O tym, że milej żyć w mieście, radłowian przekonują mieszkańcy Szczucina (pow. dąbrowski) i Bobowej (pow. gorlicki). Obie miejscowości prawa miejskie dostały na początku tego roku.
- Na pewno ranga Szczucina wzrosła - przyznaje Jan Kaczó-wka, wciąż piastujący tytuł sołtysa tej miejscowości.
Podobnego zdania jest Maria Mól, mieszkanka Bobowej. - Odzyskanie praw miejskich dowartościowało w pewien sposób wielu bobowian. Jesteśmy dumni, że mieszkamy w mieście, przy konkretnej ulicy - mówi.
Mieszkańcy obu nowych miast przyznają też, że nie sprawdziły się pierwotne obawy dotyczące lokalnych podatków czy opłat. Wiele osób rok temu obawiało się podwyżek, jednak po zamianie z wsi w miasto lokalne podatki nie uległy zmianie. Zaś przedstawiciele władz nowych miast z entuzjazmem opowiadają o korzyściach płynących ze zmiany.
- Możemy korzystać z programów wsparcia, które kierowane są zarówno do gmin wiejskich, jak i miejskich - wymienia Wacław Ligęza, burmistrz Bobowej. - Dzięki temu, że Bobowa stała się miastem, uzyskaliśmy dofinansowanie do budowy hali widowisko-sportowej. Jeden z argumentów za przyznaniem nam wsparcia brzmiał: przecież miasto musi mieć halę sportową z prawdziwego zdarzenia - wspomina.
Marian Wadas, wiceburmistrz Szczucina, też zapowiada, że niebawem nowe miasto wypięknieje. - Zmiana statusu daje nam nadzieję na pieniądze z programów dla małych miasteczek - podkreśla. Licząc na unijne pieniądze, na pierwszym miejscu na liście inwestycji władze Szczucina stawiają remont rynku. W planach jest także przebudowa targowiska, które ma się stać nowoczesnym centrum targowym.

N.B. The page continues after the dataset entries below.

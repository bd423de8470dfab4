//! Centralized logging for emulator components.
//!
//! Components call [`log`] with a category, a level and a closure producing
//! the message. The closure only runs when the category is enabled, so
//! disabled logging costs one atomic load.
//!
//! - **LogConfig**: process-wide configuration held in atomics
//! - **LogLevel**: Off < Error < Warn < Info < Debug < Trace
//! - **LogCategory**: CPU, bus, VDP, DMA, sound, interrupts, stubs
//!
//! Output goes to stderr, or to a file through a background writer thread
//! once [`LogConfig::set_log_file`] has been called. Each category is rate
//! limited; dropped messages are summarized once per second.
//!
//! ```rust
//! use emu_core::logging::{log, LogCategory, LogLevel};
//!
//! log(LogCategory::Vdp, LogLevel::Debug, || {
//!     format!("VDP: register {:02X} <- {:02X}", 1, 0x64)
//! });
//! ```

use std::collections::VecDeque;
use std::fs::OpenOptions;
use std::io::Write;
use std::path::PathBuf;
use std::sync::atomic::{AtomicBool, AtomicU8, AtomicUsize, Ordering};
use std::sync::mpsc::{channel, Sender};
use std::sync::{Mutex, OnceLock};
use std::thread;
use std::time::{Duration, Instant};

/// Log level for controlling verbosity
#[derive(Debug, Clone, Copy, PartialEq, Eq, PartialOrd, Ord)]
#[repr(u8)]
pub enum LogLevel {
    Off = 0,
    Error = 1,
    Warn = 2,
    Info = 3,
    Debug = 4,
    Trace = 5,
}

impl LogLevel {
    /// Parse a level name or digit (case-insensitive)
    pub fn parse(s: &str) -> Option<Self> {
        match s.to_ascii_lowercase().as_str() {
            "off" | "0" => Some(LogLevel::Off),
            "error" | "err" | "1" => Some(LogLevel::Error),
            "warn" | "warning" | "2" => Some(LogLevel::Warn),
            "info" | "3" => Some(LogLevel::Info),
            "debug" | "4" => Some(LogLevel::Debug),
            "trace" | "5" => Some(LogLevel::Trace),
            _ => None,
        }
    }

    fn from_u8(val: u8) -> Self {
        match val {
            1 => LogLevel::Error,
            2 => LogLevel::Warn,
            3 => LogLevel::Info,
            4 => LogLevel::Debug,
            5 => LogLevel::Trace,
            _ => LogLevel::Off,
        }
    }
}

/// Log category for emulator components
#[derive(Debug, Clone, Copy, PartialEq, Eq, Hash)]
pub enum LogCategory {
    /// CPU slices and resets
    Cpu,
    /// Bus decoding, unmapped and discarded accesses
    Bus,
    /// VDP registers, ports and rendering
    Vdp,
    /// VDP DMA transfers
    Dma,
    /// Sound CPU and synthesizer traffic
    Sound,
    /// Interrupt assertions
    Interrupts,
    /// Unimplemented hardware paths
    Stubs,
}

const CATEGORY_COUNT: usize = 7;

impl LogCategory {
    pub const ALL: [LogCategory; CATEGORY_COUNT] = [
        LogCategory::Cpu,
        LogCategory::Bus,
        LogCategory::Vdp,
        LogCategory::Dma,
        LogCategory::Sound,
        LogCategory::Interrupts,
        LogCategory::Stubs,
    ];

    fn index(self) -> usize {
        self as usize
    }

    /// Parse a category name (case-insensitive)
    pub fn parse(s: &str) -> Option<Self> {
        match s.to_ascii_lowercase().as_str() {
            "cpu" => Some(LogCategory::Cpu),
            "bus" => Some(LogCategory::Bus),
            "vdp" => Some(LogCategory::Vdp),
            "dma" => Some(LogCategory::Dma),
            "sound" | "z80" | "ym2612" => Some(LogCategory::Sound),
            "irq" | "interrupts" => Some(LogCategory::Interrupts),
            "stubs" => Some(LogCategory::Stubs),
            _ => None,
        }
    }
}

#[derive(Default)]
struct CategoryWindow {
    stamps: VecDeque<Instant>,
    dropped: usize,
    last_report: Option<Instant>,
}

/// Sliding one-second window limiting messages per category.
struct RateLimiter {
    max_per_second: AtomicUsize,
    windows: Mutex<[CategoryWindow; CATEGORY_COUNT]>,
}

impl RateLimiter {
    fn new(max_per_second: usize) -> Self {
        Self {
            max_per_second: AtomicUsize::new(max_per_second),
            windows: Mutex::new(Default::default()),
        }
    }

    /// Returns whether the message may be written and, when a summary is
    /// due, how many messages were dropped since the last one.
    fn admit(&self, category: LogCategory) -> (bool, Option<usize>) {
        const WINDOW: Duration = Duration::from_secs(1);
        let now = Instant::now();
        let mut windows = match self.windows.lock() {
            Ok(guard) => guard,
            Err(poisoned) => poisoned.into_inner(),
        };
        let window = &mut windows[category.index()];

        while let Some(&front) = window.stamps.front() {
            if now.duration_since(front) > WINDOW {
                window.stamps.pop_front();
            } else {
                break;
            }
        }

        if window.stamps.len() < self.max_per_second.load(Ordering::Relaxed) {
            window.stamps.push_back(now);
            let dropped = std::mem::take(&mut window.dropped);
            if dropped > 0 {
                window.last_report = Some(now);
                return (true, Some(dropped));
            }
            return (true, None);
        }

        window.dropped += 1;
        let due = window
            .last_report
            .map_or(true, |last| now.duration_since(last) >= WINDOW);
        if due {
            window.last_report = Some(now);
            (false, Some(std::mem::take(&mut window.dropped)))
        } else {
            (false, None)
        }
    }
}

/// Global logging configuration
pub struct LogConfig {
    global_level: AtomicU8,
    levels: [AtomicU8; CATEGORY_COUNT],
    file_sender: Mutex<Option<Sender<String>>>,
    file_enabled: AtomicBool,
    limiter: RateLimiter,
}

impl LogConfig {
    fn new() -> Self {
        Self {
            global_level: AtomicU8::new(LogLevel::Off as u8),
            levels: Default::default(),
            file_sender: Mutex::new(None),
            file_enabled: AtomicBool::new(false),
            limiter: RateLimiter::new(60),
        }
    }

    /// The process-wide instance
    pub fn global() -> &'static Self {
        static INSTANCE: OnceLock<LogConfig> = OnceLock::new();
        INSTANCE.get_or_init(LogConfig::new)
    }

    pub fn set_global_level(&self, level: LogLevel) {
        self.global_level.store(level as u8, Ordering::Relaxed);
    }

    pub fn global_level(&self) -> LogLevel {
        LogLevel::from_u8(self.global_level.load(Ordering::Relaxed))
    }

    /// Override the level for one category (`Off` falls back to global)
    pub fn set_level(&self, category: LogCategory, level: LogLevel) {
        self.levels[category.index()].store(level as u8, Ordering::Relaxed);
    }

    pub fn level(&self, category: LogCategory) -> LogLevel {
        LogLevel::from_u8(self.levels[category.index()].load(Ordering::Relaxed))
    }

    /// A category-specific level wins over the global one.
    pub fn should_log(&self, category: LogCategory, level: LogLevel) -> bool {
        if level == LogLevel::Off {
            return false;
        }
        match self.level(category) {
            LogLevel::Off => level <= self.global_level(),
            specific => level <= specific,
        }
    }

    /// Turn every category and the global level off
    pub fn reset(&self) {
        self.set_global_level(LogLevel::Off);
        for category in LogCategory::ALL {
            self.set_level(category, LogLevel::Off);
        }
    }

    pub fn set_rate_limit(&self, max_per_second: usize) {
        self.limiter
            .max_per_second
            .store(max_per_second, Ordering::Relaxed);
    }

    pub fn rate_limit(&self) -> usize {
        self.limiter.max_per_second.load(Ordering::Relaxed)
    }

    /// Append log output to `path` from a background writer thread.
    pub fn set_log_file(&self, path: PathBuf) -> std::io::Result<()> {
        let mut file = OpenOptions::new().create(true).append(true).open(path)?;
        let (sender, receiver) = channel::<String>();

        thread::Builder::new()
            .name("log-writer".to_string())
            .spawn(move || {
                while let Ok(message) = receiver.recv() {
                    let _ = writeln!(file, "{}", message);
                    let _ = file.flush();
                }
            })?;

        if let Ok(mut slot) = self.file_sender.lock() {
            *slot = Some(sender);
        }
        self.file_enabled.store(true, Ordering::Relaxed);
        Ok(())
    }

    /// Stop file output; the writer thread exits when its channel closes.
    pub fn clear_log_file(&self) {
        if let Ok(mut slot) = self.file_sender.lock() {
            *slot = None;
        }
        self.file_enabled.store(false, Ordering::Relaxed);
    }

    fn write_message(&self, message: String) {
        if self.file_enabled.load(Ordering::Relaxed) {
            if let Ok(slot) = self.file_sender.lock() {
                if let Some(sender) = slot.as_ref() {
                    if let Err(failed) = sender.send(message) {
                        eprintln!("{}", failed.0);
                    }
                    return;
                }
            }
        }
        eprintln!("{}", message);
    }
}

/// Log a lazily formatted message under `category` at `level`.
pub fn log<F>(category: LogCategory, level: LogLevel, message_fn: F)
where
    F: FnOnce() -> String,
{
    let config = LogConfig::global();
    if !config.should_log(category, level) {
        return;
    }

    let (allowed, dropped) = config.limiter.admit(category);
    if let Some(count) = dropped.filter(|&n| n > 0) {
        config.write_message(format!(
            "[{:?}] rate limit exceeded, {} message(s) dropped",
            category, count
        ));
    }
    if allowed {
        config.write_message(message_fn());
    }
}

#[cfg(test)]
mod tests {
    use super::*;

    #[test]
    fn test_log_level_parsing() {
        assert_eq!(LogLevel::parse("OFF"), Some(LogLevel::Off));
        assert_eq!(LogLevel::parse("err"), Some(LogLevel::Error));
        assert_eq!(LogLevel::parse("Warning"), Some(LogLevel::Warn));
        assert_eq!(LogLevel::parse("3"), Some(LogLevel::Info));
        assert_eq!(LogLevel::parse("debug"), Some(LogLevel::Debug));
        assert_eq!(LogLevel::parse("TRACE"), Some(LogLevel::Trace));
        assert_eq!(LogLevel::parse("loud"), None);
    }

    #[test]
    fn test_category_parsing() {
        assert_eq!(LogCategory::parse("VDP"), Some(LogCategory::Vdp));
        assert_eq!(LogCategory::parse("z80"), Some(LogCategory::Sound));
        assert_eq!(LogCategory::parse("irq"), Some(LogCategory::Interrupts));
        assert_eq!(LogCategory::parse("gpu"), None);
    }

    #[test]
    fn test_category_level_overrides_global() {
        let config = LogConfig::new();
        config.set_global_level(LogLevel::Error);
        config.set_level(LogCategory::Dma, LogLevel::Debug);

        assert!(config.should_log(LogCategory::Dma, LogLevel::Debug));
        assert!(!config.should_log(LogCategory::Dma, LogLevel::Trace));
        assert!(config.should_log(LogCategory::Bus, LogLevel::Error));
        assert!(!config.should_log(LogCategory::Bus, LogLevel::Warn));
    }

    #[test]
    fn test_off_level_never_logs() {
        let config = LogConfig::new();
        config.set_global_level(LogLevel::Trace);
        assert!(!config.should_log(LogCategory::Vdp, LogLevel::Off));
    }

    #[test]
    fn test_reset() {
        let config = LogConfig::new();
        config.set_global_level(LogLevel::Trace);
        config.set_level(LogCategory::Vdp, LogLevel::Debug);
        config.reset();

        assert_eq!(config.global_level(), LogLevel::Off);
        assert!(LogCategory::ALL
            .iter()
            .all(|&c| config.level(c) == LogLevel::Off));
    }

    #[test]
    fn test_rate_limiter_is_per_category() {
        let limiter = RateLimiter::new(3);
        for _ in 0..3 {
            assert!(limiter.admit(LogCategory::Vdp).0);
        }
        let (allowed, dropped) = limiter.admit(LogCategory::Vdp);
        assert!(!allowed);
        assert_eq!(dropped, Some(1));

        assert!(limiter.admit(LogCategory::Bus).0);
    }

    #[test]
    fn test_rate_limiter_window_slides() {
        let limiter = RateLimiter::new(2);
        limiter.admit(LogCategory::Cpu);
        limiter.admit(LogCategory::Cpu);
        limiter.admit(LogCategory::Cpu);
        limiter.admit(LogCategory::Cpu);

        std::thread::sleep(Duration::from_millis(1100));

        let (allowed, dropped) = limiter.admit(LogCategory::Cpu);
        assert!(allowed);
        assert_eq!(dropped, Some(1));
    }
}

Jak ze wsi stać się miastem
Prawa miejskie nadawane są przez premiera. Nie ma ściśle określonych warunków ich przyznawania. Na status miasta mogą zwykle liczyć miejscowości liczące powyżej 2 tys. mieszkańców, posiadające infrastrukturę o charakterze miejskim: kanalizację, wodociąg, oczyszczalnię ścieków, instytucje oświatowe i kulturalne, zwartą zabudowę z ulicami i chodnikami.

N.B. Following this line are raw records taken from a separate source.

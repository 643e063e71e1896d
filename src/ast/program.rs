/*
 * ==========================================================================
 * BLPARSE - Behavior Language Parser
 * ==========================================================================
 * 
 * Author:   Sam Wilcox
 * 
 * License:
 * This file is part of the BLPARSE project.
 * 
 * BLPARSE is dual-licensed under the terms of:
 *   - The MIT license
 *   - The Apache License, Version 2.0
 * 
 * You may choose either license to govern your use of this software.
 * Full license text available at:
 *    https://opensource.org/licenses/MIT
 *    https://www.apache.org/licenses/LICENSE-2.0
 * 
 * Unless required by applicable law or agreed to in writing, software
 * distributed under these licenses is distributed on an "AS IS" BASIS,
 * WITHOUT WARRANTIES OR CONDITIONS OF ANY KIND, either express or implied.
 * 
 * ==========================================================================
 */

use indexmap::IndexMap;

use crate::ast::stmt::Statement;

/// Name → body table of user-defined instructions.
///
/// Equality is order-independent; iteration follows declaration order.
pub type Context = IndexMap<String, Statement>;

/// A fully parsed BL program: its name, its instruction table and its main
/// body.
///
/// Programs are only ever produced whole by the parser; a failed parse
/// yields an error and no program.
#[derive(Debug, Clone, PartialEq, Eq)]
pub struct Program {
    pub name: String,
    pub context: Context,
    pub body: Statement,
}

impl Program {
    pub fn new(name: impl Into<String>, context: Context, body: Statement) -> Self {
        Self {
            name: name.into(),
            context,
            body,
        }
    }

    pub fn name(&self) -> &str {
        &self.name
    }

    pub fn body(&self) -> &Statement {
        &self.body
    }

    pub fn instruction(&self, name: &str) -> Option<&Statement> {
        self.context.get(name)
    }

    /// Instruction names in declaration order.
    pub fn instruction_names(&self) -> impl Iterator<Item = &str> {
        self.context.keys().map(String::as_str)
    }
}

impl Default for Program {
    /// The unnamed program with no instructions and an empty body.
    fn default() -> Self {
        Self::new("Unnamed", Context::new(), Statement::empty_block())
    }
}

Miastami mogą zostać miejscowości pełniące rolę lokalnych ośrodków administracyjnych i społecznych. Większość (co najmniej 2/3) mieszkańców powinna mieć zatrudnienie poza rolnictwem.

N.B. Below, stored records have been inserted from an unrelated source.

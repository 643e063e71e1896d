/*
 * ==========================================================================
 * BLPARSE - Behavior Language Parser
 * ==========================================================================
 * 
 * Author:   Sam Wilcox
 * 
 * License:
 * This file is part of the BLPARSE project.
 * 
 * BLPARSE is dual-licensed under the terms of:
 *   - The MIT license
 *   - The Apache License, Version 2.0
 * 
 * You may choose either license to govern your use of this software.
 * Full license text available at:
 *    https://opensource.org/licenses/MIT
 *    https://www.apache.org/licenses/LICENSE-2.0
 * 
 * Unless required by applicable law or agreed to in writing, software
 * distributed under these licenses is distributed on an "AS IS" BASIS,
 * WITHOUT WARRANTIES OR CONDITIONS OF ANY KIND, either express or implied.
 * 
 * ==========================================================================
 */

use crate::ast::{Condition, Statement};
use crate::error::{codes, BlError, Result};
use crate::lexer::{Token, TokenStream, Vocabulary};
use crate::span::Span;

/// Parses the body of a single block into a statement tree.
///
/// The program parser hands every instruction body and the main body to a
/// `BlockParser`, each as a self-contained token sequence terminated by
/// the end-of-input marker. An implementation must consume the whole
/// sequence, marker included, and either return the block or the first
/// error it meets.
pub trait BlockParser {
    fn parse_block(&self, tokens: &mut TokenStream, vocabulary: &Vocabulary) -> Result<Statement>;
}

/// The BL statement grammar.
///
/// ```text
/// block     := statement*
/// statement := IF condition THEN block END IF
///            | IF condition THEN block ELSE block END IF
///            | WHILE condition DO block END WHILE
///            | identifier
/// ```
///
/// `INSTRUCTION` may never appear inside a block: instruction bodies are
/// delimited by their closing name, which is only unambiguous when
/// declarations do not nest.
#[derive(Debug, Clone, Copy, Default)]
pub struct BlStatementParser;

/// Deepest IF / WHILE nesting accepted inside one block.
pub const MAX_NESTING_DEPTH: usize = 128;

impl BlockParser for BlStatementParser {
    fn parse_block(&self, tokens: &mut TokenStream, vocabulary: &Vocabulary) -> Result<Statement> {
        let block = self.block(tokens, vocabulary, 0)?;

        match tokens.pop_front() {
            Some(token) if token.is_end_of_input() => Ok(block),
            Some(token) => Err(BlError::block(
                codes::UNEXPECTED_TOKEN,
                format!("unexpected `{}` in block", token),
                token.span,
            )
            .with_help("a block may only contain IF, WHILE and instruction calls")),
            None => Err(unexpected_end("block", Span::unknown())),
        }
    }
}

impl BlStatementParser {
    /// Parses statements until the front token cannot start one.
    ///
    /// `depth` counts the IF / WHILE bodies enclosing this block.
    fn block(&self, tokens: &mut TokenStream, vocabulary: &Vocabulary, depth: usize) -> Result<Statement> {
        if depth > MAX_NESTING_DEPTH {
            return Err(BlError::block(
                codes::NESTING_TOO_DEEP,
                format!("statements nested more than {} levels deep", MAX_NESTING_DEPTH),
                tokens.front().map(|t| t.span).unwrap_or_else(Span::unknown),
            )
            .with_help("move inner statements into a separate INSTRUCTION"));
        }

        let mut statements = Vec::new();

        while let Some(front) = tokens.front() {
            if front.is("INSTRUCTION") {
                return Err(BlError::block(
                    codes::NESTED_INSTRUCTION,
                    "instruction declarations cannot be nested",
                    front.span,
                )
                .with_help("declare every INSTRUCTION before the program's BEGIN"));
            }

            if !self.starts_statement(front, vocabulary) {
                break;
            }

            statements.push(self.statement(tokens, vocabulary, depth)?);
        }

        Ok(Statement::Block(statements))
    }

    fn starts_statement(&self, token: &Token, vocabulary: &Vocabulary) -> bool {
        token.is("IF") || token.is("WHILE") || vocabulary.is_identifier(&token.lexeme)
    }

    fn statement(
        &self,
        tokens: &mut TokenStream,
        vocabulary: &Vocabulary,
        depth: usize,
    ) -> Result<Statement> {
        let Some(first) = tokens.pop_front() else {
            return Err(unexpected_end("statement", Span::unknown()));
        };

        if first.is("IF") {
            let condition = self.condition(tokens, vocabulary, &first)?;
            expect(tokens, "THEN", &first)?;
            let then_branch = self.block(tokens, vocabulary, depth + 1)?;

            if tokens.front_is("ELSE") {
                tokens.pop_front();
                let else_branch = self.block(tokens, vocabulary, depth + 1)?;
                expect(tokens, "END", &first)?;
                expect(tokens, "IF", &first)?;
                return Ok(Statement::IfElse {
                    condition,
                    then_branch: Box::new(then_branch),
                    else_branch: Box::new(else_branch),
                });
            }

            expect(tokens, "END", &first)?;
            expect(tokens, "IF", &first)?;
            return Ok(Statement::If {
                condition,
                body: Box::new(then_branch),
            });
        }

        if first.is("WHILE") {
            let condition = self.condition(tokens, vocabulary, &first)?;
            expect(tokens, "DO", &first)?;
            let body = self.block(tokens, vocabulary, depth + 1)?;
            expect(tokens, "END", &first)?;
            expect(tokens, "WHILE", &first)?;
            return Ok(Statement::While {
                condition,
                body: Box::new(body),
            });
        }

        // `block` only dispatches here for IF, WHILE and identifiers.
        Ok(Statement::Call(first.lexeme))
    }

    fn condition(
        &self,
        tokens: &mut TokenStream,
        vocabulary: &Vocabulary,
        opener: &Token,
    ) -> Result<Condition> {
        let token = match tokens.pop_front() {
            Some(token) if !token.is_end_of_input() => token,
            Some(token) => return Err(unexpected_end(&format!("{} condition", opener), token.span)),
            None => return Err(unexpected_end(&format!("{} condition", opener), opener.span)),
        };

        vocabulary
            .is_condition(&token.lexeme)
            .then(|| Condition::from_lexeme(&token.lexeme))
            .flatten()
            .ok_or_else(|| {
                BlError::block(
                    codes::UNKNOWN_CONDITION,
                    format!("`{}` is not a condition", token),
                    token.span,
                )
                .with_help("conditions are next-is-empty, next-is-wall, next-is-friend, next-is-enemy (and their next-is-not- forms), random and true")
            })
    }
}

/// Consumes `word` from the front of `tokens` or reports what was found
/// instead.
fn expect(tokens: &mut TokenStream, word: &str, opener: &Token) -> Result<()> {
    match tokens.pop_front() {
        Some(token) if token.is(word) => Ok(()),
        Some(token) if token.is_end_of_input() => Err(unexpected_end(
            &format!("{} statement (expected `{}`)", opener, word),
            token.span,
        )),
        Some(token) => Err(BlError::block(
            codes::UNEXPECTED_TOKEN,
            format!("expected `{}` in {} statement, found `{}`", word, opener, token),
            token.span,
        )),
        None => Err(unexpected_end(word, opener.span)),
    }
}

fn unexpected_end(context: &str, span: Span) -> BlError {
    BlError::block(
        codes::UNEXPECTED_END,
        format!("input ended inside {}", context),
        span,
    )
}

#[cfg(test)]
mod tests {
    use super::*;
    use crate::error::ErrorCategory;

    fn parse_words(words: &[&str]) -> Result<Statement> {
        let vocab = Vocabulary::default();
        let mut tokens = TokenStream::from_words(words.iter().copied(), &vocab);
        BlStatementParser.parse_block(&mut tokens, &vocab)
    }

    fn call(name: &str) -> Statement {
        Statement::Call(name.to_string())
    }

    #[test]
    fn empty_block() {
        assert_eq!(parse_words(&[]).unwrap(), Statement::empty_block());
    }

    #[test]
    fn sequence_of_calls() {
        let block = parse_words(&["move", "turnleft", "find-obstacle"]).unwrap();
        assert_eq!(
            block,
            Statement::Block(vec![call("move"), call("turnleft"), call("find-obstacle")])
        );
    }

    #[test]
    fn if_else_and_while() {
        let block = parse_words(&[
            "WHILE", "true", "DO",
            "IF", "next-is-enemy", "THEN", "infect",
            "ELSE", "move",
            "END", "IF",
            "END", "WHILE",
        ])
        .unwrap();

        let expected = Statement::Block(vec![Statement::While {
            condition: Condition::True,
            body: Box::new(Statement::Block(vec![Statement::IfElse {
                condition: Condition::NextIsEnemy,
                then_branch: Box::new(Statement::Block(vec![call("infect")])),
                else_branch: Box::new(Statement::Block(vec![call("move")])),
            }])),
        }]);
        assert_eq!(block, expected);
    }

    #[test]
    fn plain_if() {
        let block = parse_words(&["IF", "random", "THEN", "END", "IF"]).unwrap();
        assert_eq!(
            block,
            Statement::Block(vec![Statement::If {
                condition: Condition::Random,
                body: Box::new(Statement::empty_block()),
            }])
        );
    }

    #[test]
    fn whole_buffer_is_consumed() {
        let vocab = Vocabulary::default();
        let mut tokens = TokenStream::from_words(["skip"], &vocab);
        BlStatementParser.parse_block(&mut tokens, &vocab).unwrap();
        assert!(tokens.is_empty());
    }

    #[test]
    fn leftover_token_is_rejected() {
        let err = parse_words(&["move", "END"]).unwrap_err();
        assert_eq!(err.code, codes::UNEXPECTED_TOKEN);
        assert_eq!(err.category, ErrorCategory::Block);
    }

    #[test]
    fn nested_instruction_is_rejected() {
        let err = parse_words(&["move", "INSTRUCTION", "foo", "IS"]).unwrap_err();
        assert_eq!(err.code, codes::NESTED_INSTRUCTION);
    }

    #[test]
    fn unknown_condition() {
        let err = parse_words(&["IF", "next-is-sky", "THEN", "END", "IF"]).unwrap_err();
        assert_eq!(err.code, codes::UNKNOWN_CONDITION);
    }

    #[test]
    fn mismatched_closer() {
        let err = parse_words(&["WHILE", "true", "DO", "move", "END", "IF"]).unwrap_err();
        assert_eq!(err.code, codes::UNEXPECTED_TOKEN);
        assert!(err.message.contains("`WHILE`"));
    }

    fn nested_ifs(levels: usize) -> Vec<&'static str> {
        let mut words = Vec::new();
        for _ in 0..levels {
            words.extend(["IF", "true", "THEN"]);
        }
        words.push("skip");
        for _ in 0..levels {
            words.extend(["END", "IF"]);
        }
        words
    }

    #[test]
    fn nesting_at_limit_is_accepted() {
        let block = parse_words(&nested_ifs(MAX_NESTING_DEPTH)).unwrap();
        assert_eq!(block.statement_count(), MAX_NESTING_DEPTH + 1);
    }

    #[test]
    fn nesting_past_limit_is_an_error() {
        let err = parse_words(&nested_ifs(MAX_NESTING_DEPTH + 1)).unwrap_err();
        assert_eq!(err.code, codes::NESTING_TOO_DEEP);
        assert_eq!(err.category, ErrorCategory::Block);

        let err = parse_words(&nested_ifs(5_000)).unwrap_err();
        assert_eq!(err.code, codes::NESTING_TOO_DEEP);
    }

    #[test]
    fn truncated_statement() {
        let err = parse_words(&["IF", "true", "THEN", "move"]).unwrap_err();
        assert_eq!(err.code, codes::UNEXPECTED_END);
    }
}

Nadanie praw miejskich ma przede wszystkim charakter prestiżowy. Wójt staje się burmistrzem, a rada gminy - radą miasta. Zmiana nie przekłada się na wysokość lokalnych opłat i podatków. Może mieć natomiast znaczenie przy ubieganiu się o fundusze europejskie. Są bowiem programy adresowane wyłącznie do miast i takie, z których mogą korzystać tylko wsie.